Please filter the listing for the string "REST" and copy each matching line.

EXERCISE INPUTS:
_ _ _ _ _ _ _

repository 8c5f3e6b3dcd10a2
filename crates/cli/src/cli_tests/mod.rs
// SPDX-License-Identifier: MIT
// Copyright (c) 2026 Alfred Jean LLC

// This module contains split test files for CLI parsing tests.
// Each file focuses on a specific category of tests.

use super::*;
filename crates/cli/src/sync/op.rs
// SPDX-License-Identifier: MIT
// Copyright (c) 2026 Alfred Jean LLC

//! Queued REST writes.

use std::sync::Arc;

use aqua_core::{EventBus, WriteRequest};
use serde_json::Value;

use super::backend::Backend;
use super::queue::{Operation, OperationFuture};

/// One REST write that can be attempted now or replayed later.
///
/// On success the entity's domain event (e.g. `cliente:created`) is published
/// on the attached bus with the server response as payload, or the request
/// body when the server returned nothing.
pub struct WriteOp {
    request: WriteRequest,
    backend: Arc<dyn Backend>,
    bus: Option<Arc<EventBus>>,
}

impl WriteOp {
    /// Create a write for `request`.
    ///
    /// # Errors
    ///
    /// Malformed requests (writes on read-only entities, missing ids) are
    /// rejected here rather than queued.
    pub fn new(request: WriteRequest, backend: Arc<dyn Backend>) -> aqua_core::Result<Self> {
        request.validate()?;
        Ok(WriteOp {
            request,
            backend,
            bus: None,
        })
    }

    /// Publish domain events on `bus` after successful writes.
    pub fn with_events(mut self, bus: Arc<EventBus>) -> Self {
        self.bus = Some(bus);
        self
    }

    pub fn request(&self) -> &WriteRequest {
        &self.request
    }

    fn publish(&self, response: Value) {
        let (Some(bus), Some(event)) = (&self.bus, self.request.domain_event()) else {
            return;
        };
        let payload = match response {
            Value::Null => self.request.body.clone().unwrap_or(Value::Null),
            other => other,
        };
        bus.publish(event, &payload);
    }
}

impl Operation for WriteOp {
    fn execute(&self) -> OperationFuture<'_> {
        Box::pin(async move {
            let response = self.backend.send(self.request.clone()).await?;
            self.publish(response);
            Ok(())
        })
    }

    fn describe(&self) -> String {
        self.request.to_string()
    }
}

#[cfg(test)]
#[path = "op_tests.rs"]
mod tests;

_ _ _ _ _ _ _

FINAL ANSWER:
//! Queued REST writes.
/// One REST write that can be attempted now or replayed later.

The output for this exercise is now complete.